Tuesday, September 18, 2012

DA+AH: Henri de Toulouse-Lautrec

Henri de Toulouse-Lautrec, Carriage, c. 1881, oil on wood, Philadelphia Museum of Art

Whenever I tell people I'm an art historian, they ask me, "who's your favorite artist?" That's like asking me what my favorite food is or my favorite pair of shoes, how could I decide? I like many artists and works of art, I have favorites in almost every genre and time period and get excited when I see something I haven't before.

But I do have a few all time favorites. And one is Henri de Toulouse-Lautrec. You know his work too, even if you never put a name to the familiar. He's one of the greatest post-impressionist artists and painted famous images of the Moulin Rouge. You might even have a poster of his work in your home without realizing who he is or why it is important.
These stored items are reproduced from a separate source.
//! Bit error rate accounting and sweep results
//!
//! ```rust
//! use convcode_sim::ber::BerCounter;
//!
//! let mut ber = BerCounter::new();
//! let tx = vec![true, false, true, true, false, true, false, false, true, true];
//! let rx = vec![true, false, true, false, false, true, false, true, true, true];
//! ber.update(&tx, &rx);
//! assert_eq!(ber.error_bits(), 2);
//! assert!((ber.ber() - 0.2).abs() < 1e-10);
//! ```

use std::fmt::Write as _;

use convcode_core::DecisionMode;
use serde::{Deserialize, Serialize};

/// Running bit error count.
#[derive(Debug, Clone, Copy, Default, PartialEq, Eq, Serialize, Deserialize)]
pub struct BerCounter {
    error_bits: u64,
    total_bits: u64,
}

impl BerCounter {
    pub fn new() -> Self {
        Self::default()
    }

    /// Compare `tx` and `rx` over the shorter of the two lengths.
    pub fn update(&mut self, tx: &[bool], rx: &[bool]) -> u64 {
        let errors = tx.iter().zip(rx).filter(|(a, b)| a != b).count() as u64;
        self.error_bits += errors;
        self.total_bits += tx.len().min(rx.len()) as u64;
        errors
    }

    /// Error rate; 0 when nothing was compared.
    pub fn ber(&self) -> f64 {
        if self.total_bits == 0 {
            return 0.0;
        }
        self.error_bits as f64 / self.total_bits as f64
    }

    pub fn error_bits(&self) -> u64 {
        self.error_bits
    }

    pub fn total_bits(&self) -> u64 {
        self.total_bits
    }

    /// Wilson score interval `(lower, upper)` on the BER at the given
    /// two-sided confidence level. Stays informative when no errors were
    /// seen, where the upper bound is still positive.
    pub fn confidence_interval(&self, confidence: f64) -> (f64, f64) {
        if self.total_bits == 0 {
            return (0.0, 1.0);
        }
        let n = self.total_bits as f64;
        let p = self.ber();
        let z = two_sided_z(confidence);
        let z2n = z * z / n;

        let center = (p + z2n / 2.0) / (1.0 + z2n);
        let half = z / (1.0 + z2n) * (p * (1.0 - p) / n + z2n / (4.0 * n)).sqrt();
        ((center - half).max(0.0), (center + half).min(1.0))
    }
}

/// z such that P(|Z| <= z) = `confidence` for standard normal Z
/// (Abramowitz and Stegun 26.2.23, error below 4.5e-4).
fn two_sided_z(confidence: f64) -> f64 {
    let tail = ((1.0 - confidence) / 2.0).clamp(f64::MIN_POSITIVE, 0.5);
    let t = (-2.0 * tail.ln()).sqrt();
    let num = 2.515517 + t * (0.802853 + t * 0.010328);
    let den = 1.0 + t * (1.432788 + t * (0.189269 + t * 0.001308));
    t - num / den
}

/// Coded and uncoded error rates at one SNR.
#[derive(Debug, Clone, PartialEq, Serialize, Deserialize)]
pub struct BerPoint {
    pub snr_db: f64,
    pub coded: BerCounter,
    pub uncoded: BerCounter,
}

impl BerPoint {
    pub fn coded_ber(&self) -> f64 {
        self.coded.ber()
    }

    pub fn uncoded_ber(&self) -> f64 {
        self.uncoded.ber()
    }

    /// 95% interval on the coded BER.
    pub fn coded_interval(&self) -> (f64, f64) {
        self.coded.confidence_interval(0.95)
    }
}

/// Result of a BER sweep.
#[derive(Debug, Clone, PartialEq, Serialize, Deserialize)]
pub struct BerCurve {
    /// Human-readable code description
    pub code: String,
    pub decision: DecisionMode,
    pub block_length: usize,
    pub num_blocks: usize,
    pub points: Vec<BerPoint>,
}

impl BerCurve {
    /// One row per SNR point with a header line.
    pub fn to_csv(&self) -> String {
        let mut out =
            String::from("snr_db,coded_ber,uncoded_ber,coded_errors,coded_bits,uncoded_errors,uncoded_bits\n");
        for p in &self.points {
            // Writing to a String cannot fail
            let _ = writeln!(
                out,
                "{},{:e},{:e},{},{},{},{}",
                p.snr_db,
                p.coded_ber(),
                p.uncoded_ber(),
                p.coded.error_bits(),
                p.coded.total_bits(),
                p.uncoded.error_bits(),
                p.uncoded.total_bits(),
            );
        }
        out
    }
}

#[cfg(test)]
mod tests {
    use super::*;
    use approx::assert_relative_eq;

    #[test]
    fn test_shorter_sequence_bounds_comparison() {
        let mut ber = BerCounter::new();
        assert_eq!(ber.update(&[true, true, true], &[true, false]), 1);
        assert_eq!(ber.total_bits(), 2);
        assert_relative_eq!(ber.ber(), 0.5);
    }

    #[test]
    fn test_empty_counter() {
        let ber = BerCounter::new();
        assert_eq!(ber.ber(), 0.0);
        assert_eq!(ber.confidence_interval(0.95), (0.0, 1.0));
    }

    #[test]
    fn test_confidence_interval_brackets_estimate() {
        let mut ber = BerCounter::new();
        let tx = vec![false; 1000];
        let rx: Vec<bool> = (0..1000).map(|i| i % 10 == 0).collect();
        ber.update(&tx, &rx);

        let (lo, hi) = ber.confidence_interval(0.95);
        assert!(lo < 0.1 && 0.1 < hi);
        let (lo99, hi99) = ber.confidence_interval(0.99);
        assert!(lo99 < lo && hi < hi99);
    }

    #[test]
    fn test_interval_without_errors() {
        let mut ber = BerCounter::new();
        ber.update(&[false; 1000], &[false; 1000]);
        let (lo, hi) = ber.confidence_interval(0.95);
        assert_relative_eq!(lo, 0.0, epsilon = 1e-12);
        // Wilson upper bound for 0/1000 at 95%
        assert_relative_eq!(hi, 0.00383, epsilon = 1e-4);
    }

    #[test]
    fn test_z_approximation() {
        assert_relative_eq!(two_sided_z(0.95), 1.960, epsilon = 1e-3);
        assert_relative_eq!(two_sided_z(0.80), 1.2816, epsilon = 1e-3);
        assert_relative_eq!(two_sided_z(0.99), 2.576, epsilon = 1e-3);
    }

    #[test]
    fn test_csv() {
        let mut coded = BerCounter::new();
        coded.update(&[true; 4], &[true, true, true, false]);
        let curve = BerCurve {
            code: "K=3".into(),
            decision: DecisionMode::Soft,
            block_length: 4,
            num_blocks: 1,
            points: vec![BerPoint {
                snr_db: 2.0,
                coded,
                uncoded: BerCounter::new(),
            }],
        };
        let csv = curve.to_csv();
        let lines: Vec<&str> = csv.lines().collect();
        assert_eq!(lines.len(), 2);
        assert!(lines[0].starts_with("snr_db,"));
        assert_eq!(lines[1], "2,2.5e-1,0e0,1,4,0,0");
    }
}
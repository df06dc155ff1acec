use std::path::PathBuf;

use clap::{Parser, Subcommand, ValueEnum};
use convcode_core::logging::{LogFormat, LogLevel};

use crate::error::{CliError, CliResult};

#[derive(Debug, Parser)]
#[command(name = "convcode", version, about = "Convolutional encoder and Viterbi decoder", long_about = None)]
pub struct Cli {
    /// Configuration file (overrides the search path)
    #[arg(long, global = true)]
    pub config: Option<PathBuf>,

    /// Constraint length K
    #[arg(short = 'k', long, global = true)]
    pub constraint_length: Option<usize>,

    /// Generator tap masks, comma separated (0o, 0b and 0x prefixes accepted)
    #[arg(short = 'g', long, global = true, value_delimiter = ',', value_parser = parse_generator)]
    pub generators: Option<Vec<u32>>,

    #[arg(long, global = true)]
    pub log_level: Option<LogLevel>,

    #[arg(long, global = true)]
    pub log_format: Option<LogFormat>,

    #[command(subcommand)]
    pub command: Command,
}

#[derive(Debug, Subcommand)]
pub enum Command {
    /// Encode a bit string such as 10110
    Encode { bits: String },

    /// Decode a received bit string, or soft symbols with --soft
    Decode {
        /// Treat the input as comma-separated real symbols (0 -> -1.0, 1 -> +1.0)
        #[arg(long)]
        soft: bool,
        #[arg(allow_hyphen_values = true)]
        input: String,
    },

    /// Encode a text message, flip coded bits, decode it back
    Demo {
        #[arg(short, long, default_value = "HELLO")]
        message: String,

        /// Coded bit positions to flip
        #[arg(long, value_delimiter = ',', default_values_t = [10usize, 25, 40])]
        flip: Vec<usize>,
    },

    /// Coded vs. uncoded bit error rate over AWGN
    Ber {
        #[arg(long)]
        block_length: Option<usize>,

        /// SNR points in dB, comma separated
        #[arg(long, value_delimiter = ',', allow_hyphen_values = true)]
        snr: Option<Vec<f64>>,

        /// Blocks per SNR point
        #[arg(long)]
        blocks: Option<usize>,

        /// Hard-decision decoding
        #[arg(long)]
        hard: bool,

        #[arg(long)]
        seed: Option<u64>,

        #[arg(long, value_enum, default_value_t = OutputFormat::Table)]
        format: OutputFormat,
    },

    /// Describe the configured code
    Info,
}

#[derive(Debug, Clone, Copy, PartialEq, Eq, ValueEnum)]
pub enum OutputFormat {
    Table,
    Json,
    Csv,
}

/// Parse a generator mask in decimal or with a 0o/0b/0x prefix.
pub fn parse_generator(s: &str) -> Result<u32, String> {
    let s = s.trim();
    let (digits, radix) = match s.get(..2) {
        Some("0o") | Some("0O") => (&s[2..], 8),
        Some("0b") | Some("0B") => (&s[2..], 2),
        Some("0x") | Some("0X") => (&s[2..], 16),
        _ => (s, 10),
    };
    u32::from_str_radix(digits, radix).map_err(|e| format!("invalid generator '{}': {}", s, e))
}

/// Parse a 0/1 string. Whitespace, commas and underscores are ignored.
pub fn parse_bits(s: &str) -> CliResult<Vec<bool>> {
    s.chars()
        .filter(|c| !c.is_whitespace() && *c != ',' && *c != '_')
        .map(|c| match c {
            '0' => Ok(false),
            '1' => Ok(true),
            other => Err(CliError::InvalidBit(other)),
        })
        .collect()
}

/// Parse comma- or whitespace-separated real symbols.
pub fn parse_symbols(s: &str) -> CliResult<Vec<f64>> {
    s.split(|c: char| c == ',' || c.is_whitespace())
        .filter(|t| !t.is_empty())
        .map(|t| t.parse::<f64>().map_err(|_| CliError::InvalidSymbol(t.to_string())))
        .collect()
}

pub fn format_bits(bits: &[bool]) -> String {
    bits.iter().map(|&b| if b { '1' } else { '0' }).collect()
}

/// Text to bits, most significant bit of each byte first.
pub fn text_to_bits(text: &str) -> Vec<bool> {
    text.bytes()
        .flat_map(|byte| (0..8).rev().map(move |i| (byte >> i) & 1 == 1))
        .collect()
}

/// Pack bits back into bytes (MSB first) and decode as lossy UTF-8. A
/// trailing partial byte is dropped.
pub fn bits_to_text(bits: &[bool]) -> String {
    let bytes: Vec<u8> = bits
        .chunks_exact(8)
        .map(|chunk| chunk.iter().fold(0u8, |acc, &b| (acc << 1) | b as u8))
        .collect();
    String::from_utf8_lossy(&bytes).into_owned()
}
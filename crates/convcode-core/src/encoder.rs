//! # Convolutional Encoder
//!
//! A rate-1/n convolutional encoder and the trellis it implies. The same
//! output computation drives both [`ConvolutionalEncoder::encode`] (a forward
//! run over a shift register) and [`ConvolutionalEncoder::next_state`] (the
//! state-transition function the Viterbi decoder expands), so walking
//! `next_state` from state 0 reproduces `encode` exactly.
//!
//! ## Example
//!
//! ```rust
//! use convcode_core::{CodeConfig, ConvolutionalEncoder};
//!
//! let encoder = ConvolutionalEncoder::new(CodeConfig::simple_k3()).unwrap();
//! let data = [true, false, true, true, false];
//! let coded = encoder.encode(&data);
//!
//! // (data_len + K - 1) * n = (5 + 2) * 2
//! assert_eq!(coded.len(), 14);
//! ```

use std::cmp::Reverse;
use std::collections::BinaryHeap;

use crate::config::CodeConfig;
use crate::error::FecResult;
use crate::register::ShiftRegister;

/// One trellis branch: where an input bit leads and what it emits.
#[derive(Debug, Clone, PartialEq, Eq)]
pub struct Transition {
    pub next_state: usize,
    pub output: Vec<bool>,
}

/// Convolutional encoder with validated, immutable code parameters.
///
/// The encoder holds no register between calls; every `encode` starts from
/// the all-zero register and ends with K-1 flush bits.
#[derive(Debug, Clone)]
pub struct ConvolutionalEncoder {
    config: CodeConfig,
    memory: usize,
}

impl ConvolutionalEncoder {
    /// Create an encoder, rejecting invalid parameters with
    /// [`FecError::InvalidConfig`](crate::FecError::InvalidConfig).
    pub fn new(config: CodeConfig) -> FecResult<Self> {
        config.validate()?;
        let memory = config.memory();
        tracing::debug!(code = %config, "convolutional encoder configured");
        Ok(Self { config, memory })
    }

    /// Shorthand for `new(CodeConfig::new(k, generators))`.
    pub fn with_generators(constraint_length: usize, generators: &[u32]) -> FecResult<Self> {
        Self::new(CodeConfig::new(constraint_length, generators.to_vec()))
    }

    /// Encode a block of input bits.
    ///
    /// Each input bit is shifted into the register and one output bit per
    /// generator is emitted. The register is then flushed with K-1 zeros.
    ///
    /// Output length: `(input.len() + K - 1) * n`
    pub fn encode(&self, input: &[bool]) -> Vec<bool> {
        let n = self.outputs_per_input();
        let mut output = Vec::with_capacity((input.len() + self.memory) * n);
        let mut register = ShiftRegister::new(self.config.constraint_length);

        let flush = std::iter::repeat(false).take(self.memory);
        for bit in input.iter().copied().chain(flush) {
            register = register.push(bit);
            output.extend(self.config.generators.iter().map(|&g| register.parity(g)));
        }

        output
    }

    /// Encode by walking the trellis from state 0 with [`Self::next_state`],
    /// including the flush bits. Returns the coded bits and the final state.
    pub fn walk(&self, input: &[bool]) -> (Vec<bool>, usize) {
        let mut output = Vec::with_capacity((input.len() + self.memory) * self.outputs_per_input());
        let mut state = 0;

        let flush = std::iter::repeat(false).take(self.memory);
        for bit in input.iter().copied().chain(flush) {
            let transition = self.next_state(state, bit);
            output.extend(transition.output);
            state = transition.next_state;
        }

        (output, state)
    }

    /// Trellis transition from `state` on `input`.
    ///
    /// Rebuilds the register from the state, shifts the input into position 0
    /// and computes the n output bits. The next state is
    /// `(state >> 1) | (input << (m - 1))`; with m = 0 there is a single state
    /// and the next state is always 0.
    pub fn next_state(&self, state: usize, input: bool) -> Transition {
        let register =
            ShiftRegister::from_state(state, self.config.constraint_length).push(input);
        let output = self
            .config
            .generators
            .iter()
            .map(|&g| register.parity(g))
            .collect();

        let next_state = if self.memory == 0 {
            0
        } else {
            (state >> 1) | ((input as usize) << (self.memory - 1))
        };

        Transition { next_state, output }
    }

    /// Number of trellis states: 2^(K-1).
    pub fn state_count(&self) -> usize {
        1 << self.memory
    }

    pub fn constraint_length(&self) -> usize {
        self.config.constraint_length
    }

    pub fn generators(&self) -> &[u32] {
        &self.config.generators
    }

    /// Output bits per input bit (n).
    pub fn outputs_per_input(&self) -> usize {
        self.config.generators.len()
    }

    /// Code rate 1/n.
    pub fn rate(&self) -> f64 {
        self.config.rate()
    }

    /// Register memory m = K - 1 (also the number of flush bits).
    pub fn memory(&self) -> usize {
        self.memory
    }

    pub fn config(&self) -> &CodeConfig {
        &self.config
    }
}

/// Compute the free distance (d_free) of a code.
///
/// The free distance is the minimum output weight over all paths that leave
/// state 0 and later return to it, and bounds the error-correcting capability
/// at floor((d_free - 1) / 2) channel errors.
///
/// Branch output weights are non-negative, so this is a shortest-path search
/// (Dijkstra) from the state reached by input 1 back to state 0. Cost grows
/// with 2^(K-1); fine for the constraint lengths used in practice. Returns 0
/// for K = 1, where every path stays in state 0.
pub fn free_distance(encoder: &ConvolutionalEncoder) -> usize {
    if encoder.memory() == 0 {
        return 0;
    }

    let weight = |t: &Transition| t.output.iter().filter(|&&b| b).count();

    // First step must take input 1 to diverge from the zero state
    let first = encoder.next_state(0, true);
    let mut dist = vec![usize::MAX; encoder.state_count()];
    let mut heap = BinaryHeap::new();
    dist[first.next_state] = weight(&first);
    heap.push(Reverse((dist[first.next_state], first.next_state)));

    while let Some(Reverse((d, state))) = heap.pop() {
        if state == 0 {
            return d;
        }
        if d > dist[state] {
            continue;
        }
        for input in [false, true] {
            let t = encoder.next_state(state, input);
            let total = d + weight(&t);
            if total < dist[t.next_state] {
                dist[t.next_state] = total;
                heap.push(Reverse((total, t.next_state)));
            }
        }
    }

    // Unreachable: m zero inputs always return to state 0
    0
}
Henri de Toulouse-Lautrec was born to aristocratic parents who supported his artistic pursuits. During his formative years he suffered two leg breaks due to a medical condition caused by, well, inbreeding. This lead to his body growing to adult size but not his legs. He leaned into painting and alcoholism to deal with his physically issues, the latter eventually killed him. He hung out in the Montmartre area of Paris, much like his other artist friends at the time and received a commission to paint the posters for the newly opening Moulin Rouge in 1889. He hung out there a lot and you can see the carefully observed details of the people he spent time with in the paintings. He became famous for realistically portraying those seedy figures central to Parisian nightlife.

I love his brush strokes, colors, and lines, basically everything about his work. The brush strokes sensually touch the figures and objects they represent, as if he was just brushing the paint onto the actual figure and not a canvas. Although the perspective is often flattened and the figures simplified down to shapes, there is a lively energy to every single line and a delicate, humane sense of vulnerability in the scenes depicted. The people in his work seem disconnected and unaffected by his blatant voyeurism, perhaps they were like that real life, being performers and prostitutes. The colors keep your eye drawn in and searching even though you can't establish a relationship with the subject.

This painting, Carriage, which hangs at the Philadelphia Museum of Art, isn't what you typically think of when you think about Toulouse-Lautrec's work but it caught my eye as we walked through the gallery. Painted around 1881 (before the Moulin Rouge days) it depicts a horse-drawn carriage elegantly rushes down a dirt country road as the driver whips the horse along and its hooves and tires from the carriage kick up dust. I can't stop staring at the horse's front left hoof breaking out of the dust. What does it mean? Is Toulouse-Lautrec talking about himself breaking free or moving forward? He seems comfortable with the subject matter, but not bored. And although it isn't ground breaking, this is a beautifully executed painting that demonstrates his virtuosity. I would definitely hang it in my house.

PS - Isn' the frame awesome too?


  1. It was really nice to study your post. I collect some good points here. I would like to be appreciative you with the hard work you have made in skill this is great article.human growth hormone

  2. I've never seen this paintings of his. The subject matter is quite different from the famous works I know off, yet indeed.. the sensuality of stroke is there. Beautiful post! And how very interesting to learn about his illness...


  3. I love, love, love Toulouse-Lautrec! So fascinating.